TASK PROMPT:
Repeat, line for line, the entries below from the first line to the line containing "list of lower-cased", counting both ends.

┄┄┄┄┄┄

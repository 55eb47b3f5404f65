//! Native connection layer of the dispatch backend.
//!
//! Mirrors the shape of an event-server's request and response objects:
//! requests arrive fully buffered with an ordered list of lower-cased
//! headers and single-valued parameter maps; responses are assembled with `status`, `header`,
//! `cookie`, `write` and `end` calls. Calling `write` before `end` switches
//! the response to chunked transfer encoding.

use std::{collections::HashMap, fmt, net::SocketAddr};

use bytes::{Buf, BufMut, Bytes, BytesMut};
use thiserror::Error;
use time::OffsetDateTime;
use tokio::{
    io::{AsyncReadExt, AsyncWriteExt},
    net::TcpStream,
};

use crate::{
    http::{Version, cookie::format_http_date, cookie::parse_cookie_header, request::parse_urlencoded},
    server::codec::{self, CodecError, MAX_HEAD_SIZE},
};

#[derive(Debug, Error)]
pub enum NativeError {
    #[error(transparent)]
    Codec(#[from] CodecError),

    #[error("package exceeds {0} bytes")]
    PackageTooLarge(usize),

    #[error("connection closed mid-request")]
    Truncated,

    #[error("I/O error: {0}")]
    Io(#[from] std::io::Error),
}

/// Connection-level settings.
#[derive(Debug, Clone, Copy)]
pub struct NativeSettings {
    pub package_max_length: usize,
    pub http_keepalive: bool,
}

/// A fully received request.
#[derive(Debug, Clone)]
pub struct NativeRequest {
    pub fd: u64,
    /// Lower-cased header names in arrival order; repeated headers keep
    /// every value.
    pub header: Vec<(String, String)>,
    /// Lower-cased server parameters (`request_method`, `request_uri`, ...).
    pub server: HashMap<String, String>,
    pub get: HashMap<String, String>,
    /// Decoded `application/x-www-form-urlencoded` body fields.
    pub post: HashMap<String, String>,
    pub cookie: HashMap<String, String>,
    raw_content: Bytes,
}

impl NativeRequest {
    /// First value of the header `name` (lower-case).
    pub fn header_value(&self, name: &str) -> Option<&str> {
        self.header
            .iter()
            .find(|(n, _)| n == name)
            .map(|(_, v)| v.as_str())
    }

    pub fn raw_content(&self) -> &Bytes {
        &self.raw_content
    }

    pub fn into_raw_content(self) -> Bytes {
        self.raw_content
    }
}

pub struct NativeConnection {
    fd: u64,
    stream: TcpStream,
    buf: BytesMut,
    settings: NativeSettings,
    remote_addr: SocketAddr,
    local_addr: Option<SocketAddr>,
    // Framing of the most recent request.
    version: Version,
    head_only: bool,
    keep_alive: bool,
}

impl NativeConnection {
    pub fn new(fd: u64, stream: TcpStream, remote_addr: SocketAddr, settings: NativeSettings) -> Self {
        let local_addr = stream.local_addr().ok();
        Self {
            fd,
            stream,
            buf: BytesMut::with_capacity(4096),
            settings,
            remote_addr,
            local_addr,
            version: Version::Http11,
            head_only: false,
            keep_alive: false,
        }
    }

    pub fn fd(&self) -> u64 {
        self.fd
    }

    pub fn remote_addr(&self) -> SocketAddr {
        self.remote_addr
    }

    pub fn local_addr(&self) -> Option<SocketAddr> {
        self.local_addr
    }

    /// Receives the next complete request; `Ok(None)` when the peer closed
    /// the connection between requests.
    pub async fn recv(&mut self) -> Result<Option<NativeRequest>, NativeError> {
        self.keep_alive = false;
        self.head_only = false;
        self.version = Version::Http11;

        let head_limit = MAX_HEAD_SIZE.min(self.settings.package_max_length);
        let (head, offset) = loop {
            if let Some(parsed) = codec::parse_head(&self.buf)? {
                break parsed;
            }
            if self.buf.len() > head_limit {
                return Err(NativeError::PackageTooLarge(head_limit));
            }
            if self.stream.read_buf(&mut self.buf).await? == 0 {
                return if self.buf.is_empty() {
                    Ok(None)
                } else {
                    Err(NativeError::Truncated)
                };
            }
        };

        if offset > head_limit {
            return Err(NativeError::PackageTooLarge(head_limit));
        }

        let length = usize::try_from(head.content_length()?)
            .ok()
            .filter(|len| *len <= self.settings.package_max_length)
            .ok_or(NativeError::PackageTooLarge(self.settings.package_max_length))?;

        self.buf.advance(offset);
        while self.buf.len() < length {
            if self.stream.read_buf(&mut self.buf).await? == 0 {
                return Err(NativeError::Truncated);
            }
        }
        let raw_content = self.buf.split_to(length).freeze();

        self.version = head.version;
        self.head_only = head.method.as_str() == "HEAD";
        self.keep_alive = self.settings.http_keepalive && head.is_keep_alive();

        let (path, query) = match head.target.split_once('?') {
            Some((path, query)) => (path.to_owned(), query.to_owned()),
            None => (head.target.clone(), String::new()),
        };

        let cookie_line = head.headers.get_all("cookie").collect::<Vec<_>>().join("; ");
        let cookie = parse_cookie_header(&cookie_line);

        let header: Vec<(String, String)> = head
            .headers
            .iter()
            .map(|(name, value)| (name.to_ascii_lowercase(), value.to_owned()))
            .collect();

        let post = match head.headers.get("content-type") {
            Some(ct) if ct.starts_with("application/x-www-form-urlencoded") => {
                parse_urlencoded(&String::from_utf8_lossy(&raw_content))
            }
            _ => HashMap::new(),
        };

        let now = OffsetDateTime::now_utc();
        let mut server = HashMap::from([
            ("request_method".to_owned(), head.method.as_str().to_owned()),
            ("request_uri".to_owned(), path.clone()),
            ("path_info".to_owned(), path),
            ("server_protocol".to_owned(), head.version.as_str().to_owned()),
            ("request_time".to_owned(), now.unix_timestamp().to_string()),
            (
                "request_time_float".to_owned(),
                format!("{:.6}", now.unix_timestamp_nanos() as f64 / 1e9),
            ),
            ("remote_addr".to_owned(), self.remote_addr.ip().to_string()),
            ("remote_port".to_owned(), self.remote_addr.port().to_string()),
        ]);
        if !query.is_empty() {
            server.insert("query_string".to_owned(), query.clone());
        }
        if let Some(local) = self.local_addr {
            server.insert("server_port".to_owned(), local.port().to_string());
        }

        Ok(Some(NativeRequest {
            fd: self.fd,
            header,
            server,
            get: parse_urlencoded(&query),
            post,
            cookie,
            raw_content,
        }))
    }

    /// Starts the response to the most recently received request.
    pub fn response(&mut self) -> NativeResponse<'_> {
        NativeResponse {
            keep_alive: self.keep_alive,
            conn: self,
            status: 200,
            reason: None,
            headers: Vec::new(),
            cookies: Vec::new(),
            head_sent: false,
            chunked: false,
            finished: false,
        }
    }
}

impl fmt::Debug for NativeConnection {
    fn fmt(&self, f: &mut fmt::Formatter<'_>) -> fmt::Result {
        f.debug_struct("NativeConnection")
            .field("fd", &self.fd)
            .field("remote_addr", &self.remote_addr)
            .finish()
    }
}

/// Response builder bound to one connection.
pub struct NativeResponse<'a> {
    conn: &'a mut NativeConnection,
    status: u16,
    reason: Option<&'static str>,
    headers: Vec<(String, String)>,
    cookies: Vec<String>,
    head_sent: bool,
    chunked: bool,
    finished: bool,
    keep_alive: bool,
}

// Computed by the native layer; values set by callers are ignored.
const RESERVED: [&str; 4] = ["content-length", "transfer-encoding", "connection", "set-cookie"];

impl NativeResponse<'_> {
    pub fn status(&mut self, code: u16, reason: &'static str) {
        self.status = code;
        self.reason = Some(reason);
    }

    /// Sets a header, replacing a previous value of the same name.
    pub fn header(&mut self, name: &str, value: impl Into<String>) {
        if RESERVED.iter().any(|r| r.eq_ignore_ascii_case(name)) {
            return;
        }
        let value = value.into();
        match self.headers.iter_mut().find(|(n, _)| n.eq_ignore_ascii_case(name)) {
            Some(entry) => entry.1 = value,
            None => self.headers.push((name.to_owned(), value)),
        }
    }

    /// Adds one complete `Set-Cookie` value.
    pub fn cookie(&mut self, line: impl Into<String>) {
        self.cookies.push(line.into());
    }

    /// Downgrades the connection to close after this response.
    pub fn keep_alive(&mut self, keep_alive: bool) {
        self.keep_alive = self.keep_alive && keep_alive;
    }

    pub fn is_finished(&self) -> bool {
        self.finished
    }

    /// Sends a body chunk. The head goes out first with chunked framing on
    /// HTTP/1.1, or without framing and with the connection closing on
    /// HTTP/1.0.
    pub async fn write(&mut self, data: Bytes) -> std::io::Result<()> {
        if !self.head_sent {
            if self.conn.version == Version::Http10 {
                self.keep_alive = false;
            } else {
                self.chunked = true;
            }
            self.send_head(None).await?;
        }
        if self.conn.head_only || data.is_empty() || forbids_body(self.status) {
            return Ok(());
        }
        if self.chunked {
            let mut frame = BytesMut::with_capacity(data.len() + 16);
            frame.put(format!("{:x}\r\n", data.len()).as_bytes());
            frame.put(data);
            frame.put(&b"\r\n"[..]);
            self.conn.stream.write_all(&frame).await
        } else {
            self.conn.stream.write_all(&data).await
        }
    }

    /// Finishes the response. Without earlier `write` calls the head carries
    /// `Content-Length` of `data`.
    pub async fn end(&mut self, data: Option<Bytes>) -> std::io::Result<()> {
        if self.finished {
            return Ok(());
        }
        if self.head_sent {
            if let Some(data) = data {
                self.write(data).await?;
            }
            if self.chunked && !self.conn.head_only && !forbids_body(self.status) {
                self.conn.stream.write_all(b"0\r\n\r\n").await?;
            }
        } else {
            let data = data.unwrap_or_default();
            self.send_head(Some(data.len())).await?;
            if !self.conn.head_only && !data.is_empty() && !forbids_body(self.status) {
                self.conn.stream.write_all(&data).await?;
            }
        }
        self.conn.stream.flush().await?;
        self.finished = true;
        if !self.keep_alive {
            let _ = self.conn.stream.shutdown().await;
        }
        Ok(())
    }

    async fn send_head(&mut self, content_length: Option<usize>) -> std::io::Result<()> {
        let mut head = BytesMut::with_capacity(256);
        head.put(
            format!(
                "{} {} {}\r\n",
                self.conn.version.as_str(),
                self.status,
                self.reason.unwrap_or("OK")
            )
            .as_bytes(),
        );
        let mut has_date = false;
        let mut has_type = false;
        for (name, value) in &self.headers {
            if value.contains(['\r', '\n']) {
                continue;
            }
            has_date |= name.eq_ignore_ascii_case("date");
            has_type |= name.eq_ignore_ascii_case("content-type");
            head.put(format!("{name}: {value}\r\n").as_bytes());
        }
        for line in &self.cookies {
            if !line.contains(['\r', '\n']) {
                head.put(format!("Set-Cookie: {line}\r\n").as_bytes());
            }
        }
        if !has_date {
            if let Ok(date) = format_http_date(OffsetDateTime::now_utc()) {
                head.put(format!("Date: {date}\r\n").as_bytes());
            }
        }
        let has_body = self.chunked || content_length.is_some_and(|len| len > 0);
        if has_body && !has_type {
            head.put(&b"Content-Type: text/plain; charset=utf-8\r\n"[..]);
        }
        let connection = if self.keep_alive { "keep-alive" } else { "close" };
        head.put(format!("Connection: {connection}\r\n").as_bytes());
        if !forbids_body(self.status) {
            if self.chunked {
                head.put(&b"Transfer-Encoding: chunked\r\n"[..]);
            } else if let Some(len) = content_length {
                head.put(format!("Content-Length: {len}\r\n").as_bytes());
            }
        }
        head.put(&b"\r\n"[..]);

        self.conn.stream.write_all(&head).await?;
        self.head_sent = true;
        Ok(())
    }
}

fn forbids_body(status: u16) -> bool {
    (100..200).contains(&status) || status == 204 || status == 304
}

┄┄┄┄┄┄

RESULT OF THE TASK:
repository 55eb47b3f5404f65
//! Native connection layer of the dispatch backend.
//!
//! Mirrors the shape of an event-server's request and response objects:
//! requests arrive fully buffered with an ordered list of lower-cased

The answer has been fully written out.